Все было как во сне. Разве я мог поверить в это чудо любви? Ну как же я мог?.. Меня убила бы радость.
— Божественная! — воскликнул я. — Неужели это ты говоришь со мной? Ты способна на такое самоотречение, святая смиренница[124], способна так радоваться за меня? О, теперь я вижу, теперь-то я знаю, о чем я, правда, часто догадывался: человек — одно из обличий, которое подчас принимает бог[125], это чаша, налитая нектаром, которым небо потчует своих детей.
— Да, да, — перебила она меня, улыбаясь в самозабвении, — твой великий тезка, небесный Гиперион, воплотился в тебе[126].
— Позволь мне, — продолжал я, — позволь мне быть твоим, забыть о себе, позволь всей своей жизнью и душой стремиться только к тебе; только к тебе, в бесконечном, блаженном созерцании!
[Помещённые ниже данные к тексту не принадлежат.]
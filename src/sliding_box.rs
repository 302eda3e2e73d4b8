//! Per-viewer sliding box bookkeeping shared by the data-map and mesh-map
//! unload passes (spec.md §4.6/§4.7): tracks the previous box of required
//! chunks at one LOD and, given a new box, reports what entered and what
//! left.

use crate::math::{Box3i, ChunkPos};

/// Half-extent (in chunks) of the sliding box at a LOD, derived from the
/// LOD's view distance in chunk units.
pub fn region_extent(lod_distance_chunks: i32, _block_size: u32) -> i32 {
    lod_distance_chunks.max(0)
}

pub fn viewer_block_pos(viewer_pos: glam::Vec3, block_size: u32, lod: u8) -> ChunkPos {
    let scale = (block_size as f32) * (1u32 << lod) as f32;
    ChunkPos::new(
        (viewer_pos.x / scale).floor() as i32,
        (viewer_pos.y / scale).floor() as i32,
        (viewer_pos.z / scale).floor() as i32,
    )
}

#[derive(Default)]
pub struct SlidingBox {
    current: Option<Box3i>,
}

pub struct SlidingBoxDelta {
    pub entered: Vec<ChunkPos>,
    pub exited: Vec<ChunkPos>,
}

impl SlidingBox {
    pub fn new() -> Self {
        Self { current: None }
    }

    pub fn current(&self) -> Option<Box3i> {
        self.current
    }

    /// Advance to `new_box`, returning the symmetric difference against
    /// the previous box. The first call (no previous box) reports every
    /// position in `new_box` as entered.
    pub fn advance(&mut self, new_box: Box3i) -> SlidingBoxDelta {
        let delta = match self.current {
            None => SlidingBoxDelta {
                entered: new_box.iter_positions().map(ChunkPos::from).collect(),
                exited: Vec::new(),
            },
            Some(prev) => SlidingBoxDelta {
                entered: new_box.difference(&prev).into_iter().map(ChunkPos::from).collect(),
                exited: prev.difference(&new_box).into_iter().map(ChunkPos::from).collect(),
            },
        };
        self.current = Some(new_box);
        delta
    }
}

#[cfg(test)]
mod tests {
    use super::*;

    #[test]
    fn first_advance_reports_everything_as_entered() {
        let mut sb = SlidingBox::new();
        let box_ = Box3i::from_center_half_extent(glam::IVec3::ZERO, 1);
        let delta = sb.advance(box_);
        assert_eq!(delta.entered.len(), 3 * 3 * 3);
        assert!(delta.exited.is_empty());
    }

    #[test]
    fn sliding_one_step_only_touches_the_boundary_layer() {
        let mut sb = SlidingBox::new();
        sb.advance(Box3i::from_center_half_extent(glam::IVec3::new(0, 0, 0), 1));
        let delta = sb.advance(Box3i::from_center_half_extent(glam::IVec3::new(1, 0, 0), 1));
        assert!(!delta.entered.is_empty());
        assert!(!delta.exited.is_empty());
        assert_eq!(delta.entered.len(), delta.exited.len());
    }
}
О Диотима! Так же, как нынче, стоял я прежде перед туманным прообразом божества, созданным моею любовью, перед идолом одиноких грез; я преданно жертвовал ему всем, оживлял своей жизнью, обновлял и согревал надеждами сердца; но он ничего не давал мне взамен, кроме того что я давал ему сам, и, когда я стал нищим, он покинул меня в нищете. А теперь? Теперь я держу тебя в объятиях, я чувствую, как дышит твоя грудь, как твой взор сливается с моим; прекрасное настоящее вторгается в меня, заполнив все мои чувства, но оно мне по силам, я владею высшей красотой и больше не трепещу... да, Диотима, я и впрямь уж не тот! Я стал равен тебе; божество играет с божеством, как играют друг с другом дети.
— Только, по-моему, ты должен стать немного спокойней, — заметила она.
— И ты права, возлюбленная! — радостно согласился я. — Иначе грации не явятся мне; иначе от моего взгляда ускользнут тихие, нежные всплески волн в море красоты. О, я еще научусь так смотреть на тебя, чтобы ничего в тебе не проглядеть! Дай только срок!
— Льстец! — воскликнула она. — Однако, милый мой льстец, на сегодня довольно! Мне сказала об этом золотая вечерняя тучка. Не грусти! Сбереги для нас с тобой свою чистую радость! Пусть она звучит в тебе до завтра, не убивай ее угрюмостью: цветы сердца надо нежно лелеять. Корни их всюду, но цветут они только в погожие дни. Прощай, Гиперион!
Она высвободилась из моих объятий. Страсть вспыхнула во мне, когда я увидел, что она вот-вот исчезнет, сияющая красотой.
— О, постой же! — крикнул я, бросаясь вслед за ней, и вложил всю свою душу в бессчетные поцелуи.
— Боже! — проговорила она. — Что с нами будет!
Это меня сразило.
— Прости, небесная! — сказал я. — Я ухожу. Покойной ночи, Диотима, и думай обо мне хоть немножко!
— Непременно, — отозвалась она. — Покойной ночи!
А теперь ни слова больше, мой Беллармин! Это было бы не под силу и моему терпеливому сердцу. Я изнемог, я это чувствую. Но пойду поброжу среди трав и деревьев, потом лягу под листвой и буду молиться, чтобы природа даровала мне такой же покой.
Отныне наши души общались свободней и прекрасней, и все внутри и вокруг нас равно склоняло к золотой безмятежности. Казалось, старый мир умер и с нами начинается новый, таким одухотворенным и сильным, легким и любящим стало все; и мы, и все живые существа, радостно сливаясь, реяли в беспредельном эфире, как реют слитые звуки тысячеголосого хора.
Наши беседы текли подобно лазурным рекам, в которых поблескивают золотые песчинки, а наше молчание напоминало безмолвие горных вершин, где на величаво пустынной высоте, куда не достигают и грозы, зашумит порой божественный ветерок, шевеля кудри отважного путника.
И нас охватывала удивительная торжественная скорбь, когда пробивший час расставанья омрачал наш восторг, и тогда, бывало, я говорил:
— Вот, Диотима, мы опять стали смертными.
А она отвечала:
— Смертными? Да ведь наша бренность только мнимость, радужные пятна, мелькающие перед глазами, если долго смотреть на солнце!
Ах, какими чарующими были все превращения любви: ласковые речи, тревоги и нежности, строгость и снисходительность.
С какой проницательностью мы разгадывали друг друга, с какой бесконечной верой мы славили нашу любовь!
Да, человек — солнце, всевидящее, всепреображающее, если он любит; если же он не любит, он — темная хижина, в которой еле тлеет лампада.